→ PROBLEM DESCRIPTION
How many lines in the records below hold the word "that"? Answer with the number alone.

━━━━━━

//! Blocklock CLI - edit locks for release content blocks
//!
//! Binary name: `blocklock`

#![cfg_attr(not(test), deny(clippy::unwrap_used))]
#![cfg_attr(not(test), deny(clippy::expect_used))]
#![cfg_attr(not(test), deny(clippy::panic))]
#![forbid(unsafe_code)]

pub mod cli;
pub mod commands;
pub mod context;
pub mod fixture;
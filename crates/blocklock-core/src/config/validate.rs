//! Configuration validation

use super::types::Config;
use std::time::Duration;

use crate::{coordinator::CoordinatorSettings, Error, Result};

const MAX_RETRY_BACKOFF_MS: u64 = 1000;

impl Config {
    /// Validate configuration values
    ///
    /// # Errors
    ///
    /// Returns error if any values are out of range or empty
    pub fn validate(&self) -> Result<()> {
        if self.database.trim().is_empty() {
            return Err(Error::InvalidConfig(
                "database cannot be empty - unset it or provide a file path".to_string(),
            ));
        }

        if self.log_level.trim().is_empty() {
            return Err(Error::InvalidConfig(
                "log_level cannot be empty - use e.g. \"info\" or \"blocklock=debug\"".to_string(),
            ));
        }

        if !(1..=MAX_RETRY_BACKOFF_MS).contains(&self.coordinator.retry_backoff_ms) {
            return Err(Error::InvalidConfig(format!(
                "coordinator.retry_backoff_ms must be between 1 and {MAX_RETRY_BACKOFF_MS}"
            )));
        }

        if self.broadcast.room_capacity == 0 {
            return Err(Error::InvalidConfig(
                "broadcast.room_capacity must be at least 1".to_string(),
            ));
        }

        Ok(())
    }

    /// Coordinator tuning derived from this config.
    #[must_use]
    pub const fn coordinator_settings(&self) -> CoordinatorSettings {
        CoordinatorSettings {
            retry_backoff: Duration::from_millis(self.coordinator.retry_backoff_ms),
        }
    }
}
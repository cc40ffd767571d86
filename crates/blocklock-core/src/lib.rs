//! # Blocklock Core
//!
//! Exclusive edit locks for the content blocks of a release, with real-time
//! notification of every lock change to the release's collaborators.
//!
//! ## Model
//!
//! - A block is unlocked or locked by one user since an instant
//! - A lock is valid for ten minutes from that instant; expiry is lazy
//! - `lock` takes, refreshes or (forced) steals; contention returns the holder
//! - `unlock` clears; another user's live lock is a `Conflict` unless forced
//!
//! ## Laws (Compiler Enforced)
//!
//! - No `unwrap()` / `expect()` / `panic!()` outside tests
//! - No `unsafe` - safe Rust only

#![cfg_attr(not(test), deny(clippy::unwrap_used))]
#![cfg_attr(not(test), deny(clippy::expect_used))]
#![cfg_attr(not(test), deny(clippy::panic))]
#![forbid(unsafe_code)]

pub mod broadcast;
pub mod clock;
pub mod config;
pub mod coordinator;
mod error;
pub mod identifiers;
pub mod identity;
pub mod keyed;
pub mod lock_state;
pub mod store;
pub mod views;

pub use broadcast::{LockEvent, Publisher, RoomHub, RoomKey, RoomSubscription};
pub use clock::{Clock, ManualClock, SystemClock};
pub use config::Config;
pub use coordinator::{CoordinatorSettings, LockCoordinator};
pub use error::{Error, Result};
pub use identifiers::{BlockId, IdentifierError, ReleaseId, SectionId, UserId};
pub use identity::IdentityResolver;
pub use lock_state::{LockOwner, LockState};
pub use store::{BlockRecord, BlockStore, SqliteStore, WriteOutcome};
pub use views::{LockView, LockedByView, UnlockView};
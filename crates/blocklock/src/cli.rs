//! CLI command definitions using `clap`

use clap::{Arg, ArgAction, Command};

pub fn build_cli() -> Command {
    Command::new("blocklock")
        .version(env!("CARGO_PKG_VERSION"))
        .about("Exclusive edit locks for the content blocks of a release")
        .subcommand_required(true)
        .arg_required_else_help(true)
        .arg(
            Arg::new("database")
                .long("database")
                .global(true)
                .value_name("PATH")
                .help("SQLite database file (overrides config and BLOCKLOCK_DATABASE)"),
        )
        .arg(
            Arg::new("json")
                .long("json")
                .global(true)
                .action(ArgAction::SetTrue)
                .help("Print results as JSON"),
        )
        .arg(
            Arg::new("events")
                .long("events")
                .global(true)
                .action(ArgAction::SetTrue)
                .help("Also print the events this command published to the release room"),
        )
        .subcommand(cmd_init())
        .subcommand(cmd_import())
        .subcommand(cmd_lock())
        .subcommand(cmd_unlock())
        .subcommand(cmd_status())
        .subcommand(cmd_locks())
}

fn cmd_init() -> Command {
    Command::new("init").about("Create the database and its schema")
}

fn cmd_import() -> Command {
    Command::new("import")
        .about("Load users, releases, sections and blocks from a TOML fixture")
        .arg(
            Arg::new("fixture")
                .required(true)
                .value_name("FILE")
                .help("Fixture file"),
        )
}

fn block_arg() -> Arg {
    Arg::new("block")
        .required(true)
        .value_name("BLOCK_ID")
        .help("Content block id")
}

fn user_arg(help: &'static str) -> Arg {
    Arg::new("user")
        .long("user")
        .short('u')
        .required(true)
        .value_name("USER_ID")
        .help(help)
}

fn force_arg(help: &'static str) -> Arg {
    Arg::new("force")
        .long("force")
        .short('f')
        .action(ArgAction::SetTrue)
        .help(help)
}

fn cmd_lock() -> Command {
    Command::new("lock")
        .about("Take or refresh the edit lock on a block")
        .arg(block_arg())
        .arg(user_arg("User requesting the lock"))
        .arg(force_arg("Take the lock even if someone else holds it"))
}

fn cmd_unlock() -> Command {
    Command::new("unlock")
        .about("Release the edit lock on a block")
        .arg(block_arg())
        .arg(user_arg("User releasing the lock"))
        .arg(force_arg("Release the lock even if someone else holds it"))
}

fn cmd_status() -> Command {
    Command::new("status")
        .about("Show the live lock on a block")
        .arg(block_arg())
}

fn cmd_locks() -> Command {
    Command::new("locks")
        .about("List live locks across a release")
        .arg(
            Arg::new("release")
                .required(true)
                .value_name("RELEASE_ID")
                .help("Release id"),
        )
}
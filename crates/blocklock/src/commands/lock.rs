//! `blocklock lock` / `blocklock unlock`

use anyhow::Result;
use blocklock_core::{BlockId, BlockStore, Config, Error, RoomSubscription, UserId};
use clap::ArgMatches;

use super::{
    output::{print_events, print_lock, print_unlock},
    required, OutputMode,
};
use crate::context::AppContext;

struct LockArgs {
    block: BlockId,
    user: UserId,
    force: bool,
}

impl LockArgs {
    fn parse(matches: &ArgMatches) -> Result<Self> {
        Ok(Self {
            block: BlockId::parse(required(matches, "block")?).map_err(Error::from)?,
            user: UserId::parse(required(matches, "user")?).map_err(Error::from)?,
            force: matches.get_flag("force"),
        })
    }
}

pub async fn run_lock(matches: &ArgMatches, config: Config, mode: OutputMode) -> Result<()> {
    let args = LockArgs::parse(matches)?;
    let context = AppContext::open(config).await?;
    let room = join_room(&context, mode, &args.block).await?;

    let view = context
        .coordinator
        .lock(&args.block, &args.user, args.force)
        .await?;

    print_lock(mode, &view)?;
    print_events(mode, room)
}

pub async fn run_unlock(matches: &ArgMatches, config: Config, mode: OutputMode) -> Result<()> {
    let args = LockArgs::parse(matches)?;
    let context = AppContext::open(config).await?;
    let room = join_room(&context, mode, &args.block).await?;

    let view = context
        .coordinator
        .unlock(&args.block, &args.user, args.force)
        .await?;

    print_unlock(mode, &view)?;
    print_events(mode, room)
}

/// Subscribe to the block's release room before mutating, when `--events` is set.
async fn join_room(
    context: &AppContext,
    mode: OutputMode,
    block: &BlockId,
) -> Result<Option<RoomSubscription>> {
    if !mode.events {
        return Ok(None);
    }
    let release = context
        .store
        .load(block)
        .await?
        .and_then(|record| record.release_id);
    Ok(release.map(|release| context.hub.join(&release)))
}
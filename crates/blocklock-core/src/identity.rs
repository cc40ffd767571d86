//! User id to display identity.

use async_trait::async_trait;

use crate::{identifiers::UserId, lock_state::LockOwner, Result};

/// Resolves the acting user of a lock request.
///
/// Only the requester is resolved this way. The owner of an existing lock comes
/// back with the block itself and is never re-validated.
#[async_trait]
pub trait IdentityResolver: Send + Sync {
    /// `Ok(None)` when the user does not exist.
    async fn resolve(&self, id: &UserId) -> Result<Option<LockOwner>>;
}
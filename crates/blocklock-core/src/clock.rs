//! Time sources.
//!
//! The coordinator never calls `Utc::now()` directly so that expiry can be
//! exercised deterministically. Production code injects [`SystemClock`].

use std::sync::{Mutex, PoisonError};

use chrono::{DateTime, Duration, SubsecRound, Utc};

/// Abstraction over wall-clock time.
pub trait Clock: Send + Sync + std::fmt::Debug {
    /// Current UTC time.
    fn now(&self) -> DateTime<Utc>;
}

/// Wall clock backed by the system time.
#[derive(Debug, Clone, Copy, Default)]
pub struct SystemClock;

impl Clock for SystemClock {
    fn now(&self) -> DateTime<Utc> {
        Utc::now()
    }
}

/// Manually driven clock for tests and replay tooling.
#[derive(Debug)]
pub struct ManualClock {
    now: Mutex<DateTime<Utc>>,
}

impl ManualClock {
    /// Create a clock frozen at `start`.
    #[must_use]
    pub const fn new(start: DateTime<Utc>) -> Self {
        Self {
            now: Mutex::new(start),
        }
    }

    /// Move the clock forward.
    pub fn advance(&self, by: Duration) {
        let mut now = self.now.lock().unwrap_or_else(PoisonError::into_inner);
        *now += by;
    }

    /// Jump to an absolute instant.
    pub fn set(&self, to: DateTime<Utc>) {
        *self.now.lock().unwrap_or_else(PoisonError::into_inner) = to;
    }
}

impl Clock for ManualClock {
    fn now(&self) -> DateTime<Utc> {
        *self.now.lock().unwrap_or_else(PoisonError::into_inner)
    }
}

/// Truncate to the precision timestamps are persisted with (microseconds),
/// so what a caller is handed back is exactly what a later reader loads.
#[must_use]
pub fn storage_precision(at: DateTime<Utc>) -> DateTime<Utc> {
    at.trunc_subsecs(6)
}
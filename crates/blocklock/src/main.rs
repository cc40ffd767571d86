//! Blocklock CLI entry point
//!
//! Binary name: `blocklock`

use std::process;

use blocklock::{cli::build_cli, commands::dispatch, context::load_cli_config};
use tracing_subscriber::EnvFilter;

#[tokio::main]
async fn main() {
    let matches = build_cli().get_matches();

    let result = match load_cli_config(&matches) {
        Ok(config) => {
            init_tracing(&config.log_level);
            dispatch(&matches, config).await
        }
        Err(e) => Err(e),
    };

    if let Err(err) = result {
        #[allow(clippy::print_stderr)]
        {
            eprintln!("Error: {err:#}");
        }

        let code = err
            .downcast_ref::<blocklock_core::Error>()
            .map_or(1, blocklock_core::Error::exit_code);

        #[allow(clippy::exit)]
        process::exit(code);
    }
}

/// `RUST_LOG` wins; otherwise the configured level.
fn init_tracing(log_level: &str) {
    let filter = EnvFilter::try_from_default_env()
        .or_else(|_| EnvFilter::try_new(log_level))
        .unwrap_or_else(|_| EnvFilter::new("info"));

    tracing_subscriber::fmt()
        .with_env_filter(filter)
        .with_writer(std::io::stderr)
        .init();
}
//! TOML seed data for a lock database.
//!
//! ```toml
//! [[users]]
//! id = "jane"
//! first_name = "Jane"
//! last_name = "Doe"
//! email = "jane@example.com"
//!
//! [[releases]]
//! id = "release-1"
//! title = "Pupil absence"
//!
//! [[releases.sections]]
//! id = "section-1"
//! heading = "Headlines"
//! blocks = ["block-1", "block-2"]
//! ```

use std::path::Path;

use anyhow::{Context, Result};
use blocklock_core::{BlockId, Error, LockOwner, ReleaseId, SectionId, SqliteStore, UserId};
use serde::Deserialize;

#[derive(Debug, Clone, Default, Deserialize, PartialEq, Eq)]
#[serde(default, deny_unknown_fields)]
pub struct Fixture {
    pub users: Vec<FixtureUser>,
    pub releases: Vec<FixtureRelease>,
}

#[derive(Debug, Clone, Deserialize, PartialEq, Eq)]
#[serde(deny_unknown_fields)]
pub struct FixtureUser {
    pub id: UserId,
    #[serde(default)]
    pub first_name: String,
    #[serde(default)]
    pub last_name: String,
    #[serde(default)]
    pub email: String,
}

#[derive(Debug, Clone, Deserialize, PartialEq, Eq)]
#[serde(deny_unknown_fields)]
pub struct FixtureRelease {
    pub id: ReleaseId,
    #[serde(default)]
    pub title: String,
    #[serde(default)]
    pub sections: Vec<FixtureSection>,
}

#[derive(Debug, Clone, Deserialize, PartialEq, Eq)]
#[serde(deny_unknown_fields)]
pub struct FixtureSection {
    pub id: SectionId,
    #[serde(default)]
    pub heading: String,
    #[serde(default)]
    pub blocks: Vec<BlockId>,
}

/// What an import wrote.
#[derive(Debug, Clone, Copy, Default, PartialEq, Eq, serde::Serialize)]
pub struct ImportSummary {
    pub users: usize,
    pub releases: usize,
    pub sections: usize,
    pub blocks: usize,
}

impl Fixture {
    /// Parse a fixture file.
    pub fn load(path: &Path) -> Result<Self> {
        let content = std::fs::read_to_string(path)
            .map_err(|e| Error::IoError(format!("Failed to read fixture {}: {e}", path.display())))?;
        Self::parse(&content).with_context(|| format!("in fixture {}", path.display()))
    }

    pub fn parse(content: &str) -> Result<Self> {
        toml::from_str(content)
            .map_err(|e| Error::ParseError(format!("Invalid fixture: {e}")).into())
    }

    /// Upsert everything into `store`. Existing lock fields are kept.
    pub async fn apply(&self, store: &SqliteStore) -> Result<ImportSummary> {
        let mut summary = ImportSummary::default();

        for user in &self.users {
            store
                .insert_user(&LockOwner {
                    id: user.id.clone(),
                    first_name: user.first_name.clone(),
                    last_name: user.last_name.clone(),
                    email: user.email.clone(),
                })
                .await?;
            summary.users += 1;
        }

        for release in &self.releases {
            store.insert_release(&release.id, &release.title).await?;
            summary.releases += 1;

            for section in &release.sections {
                store
                    .insert_section(&section.id, &release.id, &section.heading)
                    .await?;
                summary.sections += 1;

                for block in &section.blocks {
                    store.insert_block(block, &section.id).await?;
                    summary.blocks += 1;
                }
            }
        }

        tracing::info!(
            users = summary.users,
            releases = summary.releases,
            sections = summary.sections,
            blocks = summary.blocks,
            "fixture imported"
        );
        Ok(summary)
    }
}

#[cfg(test)]
mod tests {
    use blocklock_core::{BlockStore, IdentityResolver};

    use super::*;

    const SAMPLE: &str = r#"
[[users]]
id = "jane"
first_name = "Jane"
last_name = "Doe"
email = "jane@example.com"

[[releases]]
id = "release-1"
title = "Pupil absence"

[[releases.sections]]
id = "section-1"
blocks = ["block-1", "block-2"]
"#;

    #[test]
    fn test_parse_sample() -> Result<()> {
        let fixture = Fixture::parse(SAMPLE)?;
        assert_eq!(fixture.users.len(), 1);
        assert_eq!(fixture.releases[0].sections[0].blocks.len(), 2);
        Ok(())
    }

    #[test]
    fn test_invalid_id_is_rejected() {
        let result = Fixture::parse("[[users]]\nid = \"  \"\n");
        let code = result
            .err()
            .and_then(|e| e.downcast_ref::<Error>().map(Error::code));
        assert_eq!(code, Some("PARSE_ERROR"));
    }

    #[tokio::test]
    async fn test_apply_seeds_store() -> Result<()> {
        let store = SqliteStore::in_memory().await?;
        let summary = Fixture::parse(SAMPLE)?.apply(&store).await?;
        assert_eq!(
            summary,
            ImportSummary {
                users: 1,
                releases: 1,
                sections: 1,
                blocks: 2
            }
        );

        let record = store.load(&BlockId::parse("block-2")?).await?;
        assert_eq!(
            record.and_then(|r| r.release_id).map(String::from),
            Some("release-1".to_string())
        );
        assert!(store.resolve(&UserId::parse("jane")?).await?.is_some());
        Ok(())
    }
}
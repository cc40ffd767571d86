//! Shared fixture for coordinator integration tests.

#![allow(dead_code)]

use std::sync::{
    atomic::{AtomicU32, Ordering},
    Arc,
};

use async_trait::async_trait;
use blocklock_core::{
    BlockId, BlockRecord, BlockStore, CoordinatorSettings, Error, LockCoordinator, LockEvent,
    LockOwner, LockState, ManualClock, Publisher, ReleaseId, Result, RoomHub, RoomKey,
    RoomSubscription, SectionId, SqliteStore, UserId, WriteOutcome,
};
use chrono::{DateTime, Utc};

pub fn t0() -> DateTime<Utc> {
    DateTime::from_timestamp(1_700_000_000, 0).unwrap_or_default()
}

pub fn block(id: &str) -> Result<BlockId> {
    Ok(BlockId::parse(id)?)
}

pub fn user(id: &str) -> Result<UserId> {
    Ok(UserId::parse(id)?)
}

pub fn release(id: &str) -> Result<ReleaseId> {
    Ok(ReleaseId::parse(id)?)
}

pub fn owner(id: &str, first: &str, last: &str) -> Result<LockOwner> {
    Ok(LockOwner {
        id: user(id)?,
        first_name: first.to_string(),
        last_name: last.to_string(),
        email: format!("{id}@example.com"),
    })
}

/// Release `release-1` with section `section-1` holding `block-1` and
/// `block-2`; users `jane` and `rob`; `orphan` points at a missing section.
pub async fn seeded_store() -> Result<SqliteStore> {
    let store = SqliteStore::in_memory().await?;
    store.insert_user(&owner("jane", "Jane", "Doe")?).await?;
    store.insert_user(&owner("rob", "Rob", "Smith")?).await?;
    for n in 0..16 {
        store
            .insert_user(&owner(&format!("user-{n}"), "User", &n.to_string())?)
            .await?;
    }

    let release_id = release("release-1")?;
    let section_id = SectionId::parse("section-1")?;
    store.insert_release(&release_id, "Pupil absence").await?;
    store.insert_section(&section_id, &release_id, "Headlines").await?;
    store.insert_block(&block("block-1")?, &section_id).await?;
    store.insert_block(&block("block-2")?, &section_id).await?;
    store
        .insert_block(&block("orphan")?, &SectionId::parse("missing-section")?)
        .await?;
    Ok(store)
}

pub struct Fixture {
    pub store: SqliteStore,
    pub hub: Arc<RoomHub>,
    pub clock: Arc<ManualClock>,
    pub coordinator: Arc<LockCoordinator>,
    pub room: RoomSubscription,
}

impl Fixture {
    pub async fn new() -> Result<Self> {
        let store = seeded_store().await?;
        let hub = Arc::new(RoomHub::default());
        Self::with_publisher(store, Arc::clone(&hub), hub).await
    }

    pub async fn with_publisher(
        store: SqliteStore,
        hub: Arc<RoomHub>,
        publisher: Arc<dyn Publisher>,
    ) -> Result<Self> {
        let clock = Arc::new(ManualClock::new(t0()));
        let coordinator = Arc::new(
            LockCoordinator::new(Arc::new(store.clone()), Arc::new(store.clone()), publisher)
                .with_clock(clock.clone()),
        );
        let room = hub.join(&release("release-1")?);
        Ok(Self {
            store,
            hub,
            clock,
            coordinator,
            room,
        })
    }

    /// Everything published to `release-1` so far.
    pub fn drain_events(&mut self) -> Vec<LockEvent> {
        std::iter::from_fn(|| self.room.try_recv())
            .map(|event| (*event).clone())
            .collect()
    }

    pub async fn stored(&self, id: &str) -> Result<BlockRecord> {
        self.store
            .load(&block(id)?)
            .await?
            .ok_or_else(|| Error::not_found("content block", id))
    }
}

/// Publisher that always fails.
#[derive(Debug, Default)]
pub struct BrokenPublisher;

#[async_trait]
impl Publisher for BrokenPublisher {
    async fn publish(&self, room: &RoomKey, _event: LockEvent) -> Result<()> {
        Err(Error::IoError(format!("transport down for {room}")))
    }
}

/// Store that reports the first `stale_writes` writes as lost races.
pub struct FlakyStore {
    inner: SqliteStore,
    stale_writes: u32,
    attempts: AtomicU32,
}

impl FlakyStore {
    pub const fn new(inner: SqliteStore, stale_writes: u32) -> Self {
        Self {
            inner,
            stale_writes,
            attempts: AtomicU32::new(0),
        }
    }

    pub fn attempts(&self) -> u32 {
        self.attempts.load(Ordering::SeqCst)
    }
}

#[async_trait]
impl BlockStore for FlakyStore {
    async fn load(&self, id: &BlockId) -> Result<Option<BlockRecord>> {
        self.inner.load(id).await
    }

    async fn write_lock(
        &self,
        id: &BlockId,
        expected_version: i64,
        lock: &LockState,
    ) -> Result<WriteOutcome> {
        let attempt = self.attempts.fetch_add(1, Ordering::SeqCst);
        if attempt < self.stale_writes {
            return Ok(WriteOutcome::Stale);
        }
        self.inner.write_lock(id, expected_version, lock).await
    }

    async fn release_blocks(&self, release: &ReleaseId) -> Result<Vec<BlockRecord>> {
        self.inner.release_blocks(release).await
    }
}

pub fn settings(backoff_ms: u64) -> CoordinatorSettings {
    CoordinatorSettings {
        retry_backoff: std::time::Duration::from_millis(backoff_ms),
    }
}
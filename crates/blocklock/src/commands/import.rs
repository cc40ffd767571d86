//! `blocklock import <fixture>`

#![allow(clippy::print_stdout)]

use std::path::Path;

use anyhow::Result;
use blocklock_core::Config;
use clap::ArgMatches;

use super::{required, OutputMode};
use crate::{context::AppContext, fixture::Fixture};

pub async fn run(matches: &ArgMatches, config: Config, mode: OutputMode) -> Result<()> {
    let fixture = Fixture::load(Path::new(required(matches, "fixture")?))?;
    let context = AppContext::open(config).await?;
    let summary = fixture.apply(&context.store).await?;

    if mode.json {
        mode.json_line(&summary)
    } else {
        println!(
            "Imported {} users, {} releases, {} sections, {} blocks",
            summary.users, summary.releases, summary.sections, summary.blocks
        );
        Ok(())
    }
}
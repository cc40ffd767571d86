//! Semantic newtypes for domain identifiers
//!
//! # Parse-at-Boundaries Pattern
//!
//! Each identifier type:
//! - Trims whitespace before validation
//! - Validates its input on construction and cannot represent invalid states
//! - Deserializes through the same validation (`serde(try_from = "String")`)
//!
//! Ids are opaque to the coordinator. GUIDs, slugs, numeric keys, email
//! addresses and names with inner spaces all parse; only control characters
//! are refused.

#![deny(clippy::unwrap_used)]
#![deny(clippy::expect_used)]
#![deny(clippy::panic)]

use serde::{Deserialize, Serialize};
use thiserror::Error;

/// Maximum identifier length in characters.
pub const MAX_IDENTIFIER_LEN: usize = 128;

/// Error type for all identifier validation.
#[derive(Debug, Error, Clone, PartialEq, Eq)]
pub enum IdentifierError {
    /// Identifier is empty or whitespace-only
    #[error("{kind} cannot be empty")]
    Empty {
        /// Which identifier failed
        kind: &'static str,
    },

    /// Identifier exceeds [`MAX_IDENTIFIER_LEN`]
    #[error("{kind} too long: {actual} characters (max {max})")]
    TooLong {
        /// Which identifier failed
        kind: &'static str,
        /// The maximum allowed length
        max: usize,
        /// The actual length provided
        actual: usize,
    },

    /// Identifier contains a control character
    #[error("{kind} contains invalid character '{found}'")]
    InvalidCharacters {
        /// Which identifier failed
        kind: &'static str,
        /// First offending character
        found: char,
    },
}

fn validate(kind: &'static str, raw: &str) -> Result<(), IdentifierError> {
    if raw.is_empty() {
        return Err(IdentifierError::Empty { kind });
    }
    let len = raw.chars().count();
    if len > MAX_IDENTIFIER_LEN {
        return Err(IdentifierError::TooLong {
            kind,
            max: MAX_IDENTIFIER_LEN,
            actual: len,
        });
    }
    raw.chars()
        .find(|c| c.is_control())
        .map_or(Ok(()), |found| {
            Err(IdentifierError::InvalidCharacters { kind, found })
        })
}

macro_rules! identifier {
    ($(#[$meta:meta])* $name:ident, $kind:literal) => {
        $(#[$meta])*
        #[derive(Debug, Clone, PartialEq, Eq, Hash, PartialOrd, Ord, Serialize, Deserialize)]
        #[serde(try_from = "String", into = "String")]
        pub struct $name(String);

        impl $name {
            /// Parse and validate an identifier.
            ///
            /// # Errors
            ///
            /// Returns `IdentifierError` if the value is empty, too long,
            /// or contains a control character.
            pub fn parse(s: impl Into<String>) -> Result<Self, IdentifierError> {
                let s = s.into();
                let trimmed = s.trim();
                validate($kind, trimmed)?;
                Ok(Self(trimmed.to_string()))
            }

            /// Get the identifier as a string slice
            #[must_use]
            pub fn as_str(&self) -> &str {
                &self.0
            }
        }

        impl TryFrom<String> for $name {
            type Error = IdentifierError;

            fn try_from(s: String) -> Result<Self, Self::Error> {
                Self::parse(s)
            }
        }

        impl TryFrom<&str> for $name {
            type Error = IdentifierError;

            fn try_from(s: &str) -> Result<Self, Self::Error> {
                Self::parse(s)
            }
        }

        impl From<$name> for String {
            fn from(id: $name) -> Self {
                id.0
            }
        }

        impl std::str::FromStr for $name {
            type Err = IdentifierError;

            fn from_str(s: &str) -> Result<Self, Self::Err> {
                Self::parse(s)
            }
        }

        impl std::fmt::Display for $name {
            fn fmt(&self, f: &mut std::fmt::Formatter<'_>) -> std::fmt::Result {
                write!(f, "{}", self.0)
            }
        }

        impl AsRef<str> for $name {
            fn as_ref(&self) -> &str {
                &self.0
            }
        }
    };
}

identifier!(
    /// A content block: the unit a lock is taken on.
    BlockId,
    "block id"
);

identifier!(
    /// A user acting on (or owning) a lock.
    UserId,
    "user id"
);

identifier!(
    /// The release section containing a block.
    SectionId,
    "section id"
);

identifier!(
    /// The release owning a section; also the broadcast scope.
    ReleaseId,
    "release id"
);

#[cfg(test)]
mod tests {
    use super::*;

    #[test]
    fn test_parse_trims_whitespace() {
        let id = BlockId::parse("  0b6e3f1c-9d5a-4c1e-8f07-2a4b6c8d0e1f  ");
        assert_eq!(
            id.map(|b| b.as_str().to_string()),
            Ok("0b6e3f1c-9d5a-4c1e-8f07-2a4b6c8d0e1f".to_string())
        );
    }

    #[test]
    fn test_empty_is_rejected() {
        assert_eq!(
            UserId::parse("   "),
            Err(IdentifierError::Empty { kind: "user id" })
        );
    }

    #[test]
    fn test_too_long_is_rejected() {
        let long = "a".repeat(MAX_IDENTIFIER_LEN + 1);
        assert!(matches!(
            ReleaseId::parse(long),
            Err(IdentifierError::TooLong { actual, .. }) if actual == MAX_IDENTIFIER_LEN + 1
        ));
    }

    #[test]
    fn test_control_characters_are_rejected() {
        assert_eq!(
            SectionId::parse("sec\n1"),
            Err(IdentifierError::InvalidCharacters {
                kind: "section id",
                found: '\n'
            })
        );
        assert!(BlockId::parse("b\u{0}1").is_err());
    }

    #[test]
    fn test_external_id_shapes_are_accepted() {
        for raw in [
            "jane@example.com",
            "Section 2/Headlines",
            "urn:release#2024+1",
            "8f07 2a4b",
            "données",
        ] {
            assert_eq!(
                UserId::parse(raw).map(|id| id.as_str().to_string()),
                Ok(raw.to_string())
            );
        }
    }

    #[test]
    fn test_serde_validates() {
        let ok: Result<UserId, _> = serde_json::from_str("\"jane\"");
        assert!(ok.is_ok());
        let bad: Result<UserId, _> = serde_json::from_str("\"\"");
        assert!(bad.is_err());
    }

    #[test]
    fn test_serializes_as_plain_string() -> Result<(), Box<dyn std::error::Error>> {
        let json = serde_json::to_string(&BlockId::parse("b-1")?)?;
        assert_eq!(json, "\"b-1\"");
        Ok(())
    }
}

━━━━━━

→ TASK RESPONSE
4